Factual and Procedural History
On January 16, 2014, in the 355th Judicial District Court,
Hood County, Texas, Case No. CR12488, Petitioner pleaded guilty to
one count of delivery of a controlled substance, methamphetamine
(one gram or more but less than four grams) and true to the
enhancement paragraph as alleged in the indictment. A jury assessed
his punishment at 40 years’ confinement. (Adm. R., Clerk’s R. 7-8,
ECF No. 13-9.) Petitioner appealed his conviction, and the Second
District Court of Appeals of Texas affirmed the trial court’s
judgment, and, on October 14, 2015, the Texas Court of Criminal
Appeals refused Petitioner’s petition for discretionary review.
(Id., Mem. Op. 12-13, ECF No. 13-3.) Petitioner did not seek a writ
of certiorari or file a postconviction state habeas application.
(Pet. 3, ECF No. 1; Resp’t’s Preliminary Resp., Ex.
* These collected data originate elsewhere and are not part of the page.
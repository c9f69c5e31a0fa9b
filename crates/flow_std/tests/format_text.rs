// Tests for the `FormatText` node.

use flow_core::value::{InstancedStruct, Name, Text};
use flow_core::{
    DataPinResolveResult, DataPinValueSupplier, GraphInstance, Node, NodeId, Pin, PinType,
};
use flow_std::{Constant, FormatText};

// A node with one input per text-like type.
struct Sink;

impl DataPinValueSupplier for Sink {}
impl Node for Sink {
    fn input_pins(&self) -> Vec<Pin> {
        vec![
            Pin::new("Text", PinType::Text),
            Pin::new("String", PinType::String),
            Pin::new("Name", PinType::Name),
            Pin::new("Int", PinType::Int),
        ]
    }
}

fn score() -> FormatText {
    FormatText::new("{Name} scored {Score}")
        .with_param("Name", String::from("Ada"))
        .with_param("Score", 3i64)
}

// Connect the formatted text to every input of a sink.
fn with_sink(g: &mut GraphInstance, format: NodeId) -> NodeId {
    let sink = g.add_node(Sink);
    for input in ["Text", "String", "Name", "Int"] {
        g.connect(format, "Formatted Text", sink, input).unwrap();
    }
    sink
}

#[test]
fn test_formatted_as_each_text_type() {
    let mut g = GraphInstance::default();
    let f = g.add_node(score());
    let sink = with_sink(&mut g, f);

    let expected = "Ada scored 3";
    assert_eq!(g.resolve::<Text>(sink, "Text").into_value(), Some(Text(expected.into())));
    assert_eq!(g.resolve::<String>(sink, "String").into_value().as_deref(), Some(expected));
    assert_eq!(g.resolve::<Name>(sink, "Name").into_value(), Some(Name(expected.into())));
    assert_eq!(
        g.resolve::<i64>(sink, "Int").result(),
        DataPinResolveResult::FailedMismatchedType
    );
}

#[test]
fn test_connected_parameter() {
    let mut g = GraphInstance::default();
    let f = g.add_node(score());
    let c = g.add_node(Constant::new(7i64));
    g.connect(c, "Value", f, "Score").unwrap();
    let sink = with_sink(&mut g, f);

    assert_eq!(
        g.resolve::<String>(sink, "String").into_value().as_deref(),
        Some("Ada scored 7")
    );
}

#[test]
fn test_connected_format() {
    let mut g = GraphInstance::default();
    let f = g.add_node(score());
    let c = g.add_node(Constant::new(Text("Well done {Name}!".into())));
    g.connect(c, "Value", f, "Format").unwrap();
    let sink = with_sink(&mut g, f);

    assert_eq!(
        g.resolve::<String>(sink, "String").into_value().as_deref(),
        Some("Well done Ada!")
    );
}

#[test]
fn test_struct_parameter_fails() {
    let _ = env_logger::try_init();
    let mut g = GraphInstance::default();
    let data = InstancedStruct {
        type_name: "Stats".into(),
        data: serde_json::json!({ "hp": 10 }),
    };
    let f = g.add_node(score().with_param("Stats", data));
    let sink = with_sink(&mut g, f);

    assert_eq!(
        g.resolve::<String>(sink, "String").result(),
        DataPinResolveResult::FailedWithError
    );
}

#[test]
fn test_pins() {
    let f = score();
    let inputs: Vec<_> = f.input_pins().into_iter().map(|p| (p.name, p.pin_type)).collect();
    assert_eq!(
        inputs,
        [
            ("Format".to_string(), PinType::Text),
            ("Name".to_string(), PinType::String),
            ("Score".to_string(), PinType::Int),
        ]
    );
    assert!(f.input_pins().iter().all(|p| p.has_default));
    assert_eq!(f.output_pins(), [Pin::new("Formatted Text", PinType::Text)]);
}

#[test]
fn test_unknown_placeholder_is_kept() {
    let mut g = GraphInstance::default();
    let f = g.add_node(FormatText::new("{Greeting}, {Name}").with_param("Name", String::from("Ada")));
    let sink = with_sink(&mut g, f);
    assert_eq!(
        g.resolve::<String>(sink, "String").into_value().as_deref(),
        Some("{Greeting}, Ada")
    );
}
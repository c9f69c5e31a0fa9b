use serde::{Deserialize, Serialize};

/// Describes a connection between an output pin and an input pin.
#[derive(Clone, Debug, Eq, Hash, PartialEq, Deserialize, Serialize)]
pub struct Edge {
    /// The name of the output pin on the source node.
    pub output: String,
    /// The name of the input pin on the destination node.
    pub input: String,
}

impl Edge {
    pub fn new(output: impl Into<String>, input: impl Into<String>) -> Self {
        Self {
            output: output.into(),
            input: input.into(),
        }
    }
}

impl<A, B> From<(A, B)> for Edge
where
    A: Into<String>,
    B: Into<String>,
{
    fn from((output, input): (A, B)) -> Self {
        Self::new(output, input)
    }
}
/// A lifecycle event, delivered to observers as it happens.
#[derive(Clone, Debug, PartialEq)]
pub enum Event {
    NodeInitialized(NodeId),
    NodeActivated(NodeId),
    InputExecuted { node: NodeId, pin: String },
    OutputTriggered { node: NodeId, pin: String, finish: bool },
    NodeFinished { node: NodeId, state: ActivationState },
    NodeDeinitialized(NodeId),
}

/// Identifies an observer registered with [`GraphInstance::subscribe`].
#[derive(Copy, Clone, Debug, Eq, Hash, PartialEq)]
pub struct ObserverId(usize);

type Observer = Box<dyn FnMut(&Event)>;

/// A graph of nodes driven through their lifecycle.
///
/// Every lifecycle operation runs synchronously. Outputs triggered by a node
/// propagate depth-first to connected inputs before the operation returns.
pub struct GraphInstance {
    graph: Graph,
    host: HostServices,
    settings: Settings,
    observers: Vec<(ObserverId, Observer)>,
    next_observer: usize,
    depth: usize,
}

impl NodeEntry {
    fn new(node: Box<dyn Node>) -> Self {
        NodeEntry {
            node: Some(node),
            templates: vec![],
            add_ons: AddOns::default(),
            pins: Pins::default(),
            instance: InstanceState::Uninitialized,
            activation: ActivationState::NeverActivated,
            cleaned_up: false,
        }
    }

    /// The node, unless its own handler is currently running.
    pub fn node(&self) -> Option<&dyn Node> {
        self.node.as_deref()
    }

    pub fn pins(&self) -> &Pins {
        &self.pins
    }

    pub fn add_ons(&self) -> &AddOns {
        &self.add_ons
    }

    /// The add-on templates the instances are created from.
    pub fn templates(&self) -> &[AddOnTemplate] {
        &self.templates
    }

    pub fn instance_state(&self) -> InstanceState {
        self.instance
    }

    pub fn activation_state(&self) -> ActivationState {
        self.activation
    }
}
//! The values carried by data pins.

use crate::pin::PinType;
use crate::world::{ActorId, ComponentId};
use serde::{Deserialize, Serialize};
use std::fmt;

/// A value carried by one of the data pin types.
#[derive(Clone, Debug, PartialEq, Deserialize, Serialize)]
pub enum Value {
    Bool(bool),
    Int(i64),
    Float(f64),
    Name(Name),
    String(String),
    Text(Text),
    Enum(EnumValue),
    Vector(Vector),
    Rotator(Rotator),
    Transform(Transform),
    GameplayTag(GameplayTag),
    GameplayTagContainer(GameplayTagContainer),
    InstancedStruct(InstancedStruct),
    Object(ObjectRef),
    Class(ClassRef),
}

/// An identifier-like string compared by value.
#[derive(Clone, Debug, Default, Eq, Hash, PartialEq, Ord, PartialOrd, Deserialize, Serialize)]
pub struct Name(pub String);

/// Display text.
#[derive(Clone, Debug, Default, Eq, Hash, PartialEq, Ord, PartialOrd, Deserialize, Serialize)]
pub struct Text(pub String);

/// A selected entry of a named enumeration.
#[derive(Clone, Debug, Default, Eq, Hash, PartialEq, Deserialize, Serialize)]
pub struct EnumValue {
    pub enum_name: String,
    pub value: String,
}

#[derive(Copy, Clone, Debug, Default, PartialEq, Deserialize, Serialize)]
pub struct Vector {
    pub x: f64,
    pub y: f64,
    pub z: f64,
}

/// Rotation in degrees.
#[derive(Copy, Clone, Debug, Default, PartialEq, Deserialize, Serialize)]
pub struct Rotator {
    pub pitch: f64,
    pub yaw: f64,
    pub roll: f64,
}

#[derive(Copy, Clone, Debug, PartialEq, Deserialize, Serialize)]
pub struct Transform {
    pub translation: Vector,
    pub rotation: Rotator,
    pub scale: Vector,
}

/// A hierarchical, dot-separated tag, e.g. `Quest.Main.Started`.
#[derive(Clone, Debug, Default, Eq, Hash, PartialEq, Ord, PartialOrd, Deserialize, Serialize)]
pub struct GameplayTag(String);

/// An ordered set of tags without duplicates.
#[derive(Clone, Debug, Default, Eq, Hash, PartialEq, Deserialize, Serialize)]
pub struct GameplayTagContainer(Vec<GameplayTag>);

/// A struct value of a user type, carried as its type name and JSON data.
#[derive(Clone, Debug, Default, PartialEq, Deserialize, Serialize)]
pub struct InstancedStruct {
    pub type_name: String,
    pub data: serde_json::Value,
}

/// A reference to an object living in the world.
#[derive(Clone, Debug, Default, Eq, Hash, PartialEq, Deserialize, Serialize)]
pub enum ObjectRef {
    #[default]
    None,
    Actor(ActorId),
    Component(ComponentId),
    Asset(String),
}

/// A reference to a class by path.
#[derive(Clone, Debug, Default, Eq, Hash, PartialEq, Ord, PartialOrd, Deserialize, Serialize)]
pub struct ClassRef(pub String);

/// Types that may be carried by a data pin.
pub trait DataPinValue: Sized {
    /// The pin type that carries values of this type.
    const PIN_TYPE: PinType;
    /// Extract `Self` from a value of the matching variant.
    fn from_value(value: Value) -> Option<Self>;
    /// Wrap `self` in the matching variant.
    fn into_value(self) -> Value;
}

impl Value {
    /// The pin type able to carry this value.
    pub fn pin_type(&self) -> PinType {
        match self {
            Value::Bool(_) => PinType::Bool,
            Value::Int(_) => PinType::Int,
            Value::Float(_) => PinType::Float,
            Value::Name(_) => PinType::Name,
            Value::String(_) => PinType::String,
            Value::Text(_) => PinType::Text,
            Value::Enum(_) => PinType::Enum,
            Value::Vector(_) => PinType::Vector,
            Value::Rotator(_) => PinType::Rotator,
            Value::Transform(_) => PinType::Transform,
            Value::GameplayTag(_) => PinType::GameplayTag,
            Value::GameplayTagContainer(_) => PinType::GameplayTagContainer,
            Value::InstancedStruct(_) => PinType::InstancedStruct,
            Value::Object(_) => PinType::Object,
            Value::Class(_) => PinType::Class,
        }
    }

    /// Convert the value to a value of type `T`.
    pub fn into_data<T: DataPinValue>(self) -> Option<T> {
        T::from_value(self)
    }
}

impl Default for Transform {
    fn default() -> Self {
        Transform {
            translation: Vector::default(),
            rotation: Rotator::default(),
            scale: Vector {
                x: 1.0,
                y: 1.0,
                z: 1.0,
            },
        }
    }
}

impl GameplayTag {
    pub fn new(name: impl Into<String>) -> Self {
        GameplayTag(name.into())
    }

    pub fn name(&self) -> &str {
        &self.0
    }

    pub fn is_valid(&self) -> bool {
        !self.0.is_empty()
    }

    /// Whether this tag equals `other` or is nested beneath it.
    ///
    /// `A.B.C` matches `A.B` and `A.B.C`, but not `A.BC`.
    pub fn matches(&self, other: &GameplayTag) -> bool {
        match self.0.strip_prefix(&other.0) {
            Some("") => other.is_valid(),
            Some(rest) => other.is_valid() && rest.starts_with('.'),
            None => false,
        }
    }
}

impl GameplayTagContainer {
    pub fn new() -> Self {
        Self::default()
    }

    /// Insert the tag unless an equal tag is already present.
    pub fn insert(&mut self, tag: GameplayTag) {
        if !self.0.contains(&tag) {
            self.0.push(tag);
        }
    }

    pub fn iter(&self) -> impl Iterator<Item = &GameplayTag> {
        self.0.iter()
    }

    pub fn len(&self) -> usize {
        self.0.len()
    }

    pub fn is_empty(&self) -> bool {
        self.0.is_empty()
    }

    /// Whether any tag in the container matches `tag`.
    pub fn has_tag(&self, tag: &GameplayTag) -> bool {
        self.0.iter().any(|t| t.matches(tag))
    }

    /// Whether any tag of `other` is matched by this container.
    pub fn has_any(&self, other: &GameplayTagContainer) -> bool {
        other.iter().any(|tag| self.has_tag(tag))
    }
}

impl FromIterator<GameplayTag> for GameplayTagContainer {
    fn from_iter<I: IntoIterator<Item = GameplayTag>>(iter: I) -> Self {
        let mut container = GameplayTagContainer::new();
        for tag in iter {
            container.insert(tag);
        }
        container
    }
}

macro_rules! impl_data_pin_value {
    ($($ty:ty => $variant:ident),* $(,)?) => {
        $(
            impl DataPinValue for $ty {
                const PIN_TYPE: PinType = PinType::$variant;
                fn from_value(value: Value) -> Option<Self> {
                    match value {
                        Value::$variant(v) => Some(v),
                        _ => None,
                    }
                }
                fn into_value(self) -> Value {
                    Value::$variant(self)
                }
            }

            impl From<$ty> for Value {
                fn from(v: $ty) -> Self {
                    Value::$variant(v)
                }
            }
        )*
    };
}

impl_data_pin_value! {
    bool => Bool,
    i64 => Int,
    f64 => Float,
    Name => Name,
    String => String,
    Text => Text,
    EnumValue => Enum,
    Vector => Vector,
    Rotator => Rotator,
    Transform => Transform,
    GameplayTag => GameplayTag,
    GameplayTagContainer => GameplayTagContainer,
    InstancedStruct => InstancedStruct,
    ObjectRef => Object,
    ClassRef => Class,
}

impl fmt::Display for Value {
    fn fmt(&self, f: &mut fmt::Formatter) -> fmt::Result {
        match self {
            Value::Bool(v) => fmt::Display::fmt(v, f),
            Value::Int(v) => fmt::Display::fmt(v, f),
            Value::Float(v) => fmt::Display::fmt(v, f),
            Value::Name(v) => fmt::Display::fmt(v, f),
            Value::String(v) => fmt::Display::fmt(v, f),
            Value::Text(v) => fmt::Display::fmt(v, f),
            Value::Enum(v) => fmt::Display::fmt(v, f),
            Value::Vector(v) => fmt::Display::fmt(v, f),
            Value::Rotator(v) => fmt::Display::fmt(v, f),
            Value::Transform(v) => fmt::Display::fmt(v, f),
            Value::GameplayTag(v) => fmt::Display::fmt(v, f),
            Value::GameplayTagContainer(v) => fmt::Display::fmt(v, f),
            Value::InstancedStruct(v) => write!(f, "{}{}", v.type_name, v.data),
            Value::Object(v) => fmt::Display::fmt(v, f),
            Value::Class(v) => fmt::Display::fmt(v, f),
        }
    }
}

impl fmt::Display for Name {
    fn fmt(&self, f: &mut fmt::Formatter) -> fmt::Result {
        f.write_str(&self.0)
    }
}

impl fmt::Display for Text {
    fn fmt(&self, f: &mut fmt::Formatter) -> fmt::Result {
        f.write_str(&self.0)
    }
}

impl fmt::Display for EnumValue {
    fn fmt(&self, f: &mut fmt::Formatter) -> fmt::Result {
        f.write_str(&self.value)
    }
}

impl fmt::Display for Vector {
    fn fmt(&self, f: &mut fmt::Formatter) -> fmt::Result {
        write!(f, "X={:.3} Y={:.3} Z={:.3}", self.x, self.y, self.z)
    }
}

impl fmt::Display for Rotator {
    fn fmt(&self, f: &mut fmt::Formatter) -> fmt::Result {
        write!(f, "P={:.3} Y={:.3} R={:.3}", self.pitch, self.yaw, self.roll)
    }
}

impl fmt::Display for Transform {
    fn fmt(&self, f: &mut fmt::Formatter) -> fmt::Result {
        let Transform {
            translation: t,
            rotation: r,
            scale: s,
        } = self;
        write!(
            f,
            "{:.3},{:.3},{:.3}|{:.3},{:.3},{:.3}|{:.3},{:.3},{:.3}",
            t.x, t.y, t.z, r.pitch, r.yaw, r.roll, s.x, s.y, s.z
        )
    }
}

impl fmt::Display for GameplayTag {
    fn fmt(&self, f: &mut fmt::Formatter) -> fmt::Result {
        f.write_str(&self.0)
    }
}

impl fmt::Display for GameplayTagContainer {
    fn fmt(&self, f: &mut fmt::Formatter) -> fmt::Result {
        for (i, tag) in self.0.iter().enumerate() {
            if i > 0 {
                f.write_str(", ")?;
            }
            fmt::Display::fmt(tag, f)?;
        }
        Ok(())
    }
}

impl fmt::Display for ObjectRef {
    fn fmt(&self, f: &mut fmt::Formatter) -> fmt::Result {
        match self {
            ObjectRef::None => f.write_str("None"),
            ObjectRef::Actor(id) => write!(f, "Actor_{}", id.0),
            ObjectRef::Component(id) => write!(f, "Component_{}", id.0),
            ObjectRef::Asset(path) => f.write_str(path),
        }
    }
}

impl fmt::Display for ClassRef {
    fn fmt(&self, f: &mut fmt::Formatter) -> fmt::Result {
        f.write_str(&self.0)
    }
}

#[cfg(test)]
mod tests {
    use super::*;

    #[test]
    fn tag_matching_is_hierarchical() {
        let tag = GameplayTag::new("Quest.Main.Started");
        assert!(tag.matches(&GameplayTag::new("Quest.Main")));
        assert!(tag.matches(&GameplayTag::new("Quest.Main.Started")));
        assert!(!tag.matches(&GameplayTag::new("Quest.Ma")));
        assert!(!tag.matches(&GameplayTag::default()));
    }

    #[test]
    fn value_conversion_checks_variant() {
        assert_eq!(Value::Int(3).into_data::<i64>(), Some(3));
        assert_eq!(Value::Int(3).into_data::<f64>(), None);
        assert_eq!(Value::from(2.5).pin_type(), PinType::Float);
    }
}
A, ECF No. 11.)
This federal habeas petition was filed on May 22, 2016. Spotville
v. Cain, 149 F.3d 374, 377 (5th Cir. 1998). Respondent has filed a
preliminary response asserting the petition should be dismissed on
exhaustion grounds. (Resp’t’s Preliminary Resp. 3-5, ECF No. 11.)
II.
Exhaustion of State-Court Remedies
Applicants seeking habeas-corpus relief under § 2254 are
required to exhaust all claims in state court before requesting
federal collateral relief. See 28 U.S.C. § 2254(b)(1), (c); Fisher
v. State, 169 F.3d 295, 302 (5th Cir. 1999). The exhaustion
requirement is satisfied when the substance of the federal habeas
claim has been fairly presented to the highest court of the state.
O’Sullivan v. Boerckel, 526 U.S. 838, 842-48 (1999); Fisher, 169
F.3d at 302; Carter v. Estelle, 677 F.2d 427, 443 (5th Cir. 1982).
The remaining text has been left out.